This case comes before the court on the parties' cross-motions for summary judgment.2 Plaintiffs contend that the least costly alternative policy is contrary to the plain language of section 1395y(a) of the Act because it unlawfully determines payment rates in a section that only authorizes the Secretary to determine coverage. Defendants rejoin that the broad term "reasonable and necessary," combined with the focus of section 1395y(a) on payment and expenses, does authorize the least costly alternative policy. Defendants further contend that plaintiffs' claims are not subject to this court's jurisdiction because plaintiffs raise factual issues that have not been exhausted in an administrative process, and that Dey lacks standing because it is not a Medicare beneficiary.

Plaintiffs are correct and, for the reasons that will be explained in this opinion, the court's jurisdiction is not dependent upon plaintiffs' exhaustion of any administrative remedy.

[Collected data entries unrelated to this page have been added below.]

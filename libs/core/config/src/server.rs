use crate::{env_or_default, ConfigError, FromEnv};
use std::net::Ipv4Addr;

/// Server configuration for the HTTP API
#[derive(Clone, Debug)]
pub struct ServerConfig {
    pub host: String,
    pub port: u16,
}

impl ServerConfig {
    pub fn new(host: String, port: u16) -> Self {
        Self { host, port }
    }

    /// Get the server address as "host:port"
    pub fn address(&self) -> String {
        format!("{}:{}", self.host, self.port)
    }
}

impl FromEnv for ServerConfig {
    /// Reads from environment variables with sensible defaults:
    /// - HOST: defaults to 0.0.0.0 (all interfaces)
    /// - PORT: defaults to 4000
    fn from_env() -> Result<Self, ConfigError> {
        let host = env_or_default("HOST", &Ipv4Addr::UNSPECIFIED.to_string());
        let port = env_or_default("PORT", "4000")
            .parse()
            .map_err(|e| ConfigError::ParseError {
                key: "PORT".to_string(),
                details: format!("{}", e),
            })?;

        Ok(Self { host, port })
    }
}

impl Default for ServerConfig {
    fn default() -> Self {
        Self {
            host: Ipv4Addr::UNSPECIFIED.to_string(),
            port: 4000,
        }
    }
}

#[cfg(test)]
mod tests {
    use super::*;

    #[test]
    fn test_server_config_from_env_with_defaults() {
        temp_env::with_vars([("HOST", None::<&str>), ("PORT", None::<&str>)], || {
            let config = ServerConfig::from_env().unwrap();
            assert_eq!(config.address(), "0.0.0.0:4000");
        });
    }

    #[test]
    fn test_server_config_from_env_with_custom_values() {
        temp_env::with_vars(
            [("HOST", Some("127.0.0.1")), ("PORT", Some("3000"))],
            || {
                let config = ServerConfig::from_env().unwrap();
                assert_eq!(config.host, "127.0.0.1");
                assert_eq!(config.port, 3000);
            },
        );
    }

    #[test]
    fn test_server_config_from_env_invalid_port() {
        temp_env::with_var("PORT", Some("not_a_number"), || {
            let err = ServerConfig::from_env().unwrap_err();
            assert!(err.to_string().contains("PORT"));
        });
    }

    #[test]
    fn test_server_config_address() {
        let config = ServerConfig::new("localhost".to_string(), 4000);
        assert_eq!(config.address(), "localhost:4000");
    }
}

Defendants, however, are correct that Dey does not have standing under the Act.

A. The Court Has Jurisdiction Over Plaintiffs' Claim, but Plaintiff Dey Does Not Have Standing to Sue.

Before reaching the merits of the case, the court first must determine whether it has jurisdiction over the claim and whether the parties have standing to sue.

1. Jurisdiction

Defendants contend that the court lacks jurisdiction over plaintiffs' claims because their claims do not fall within the limited exception in the Act to the requirement that plaintiffs exhaust administrative remedies before bringing an action in court. The limited exception, defendants argue, is for beneficiaries who challenge a local coverage determination on purely legal grounds and put no material facts into dispute. Defendants assert that plaintiffs have put material facts into dispute by questioning whether DuoNeb is therapeutically equivalent to separate doses of albuterol and ipratropium bromide and contending that defendants have failed to consider the effects on the market of...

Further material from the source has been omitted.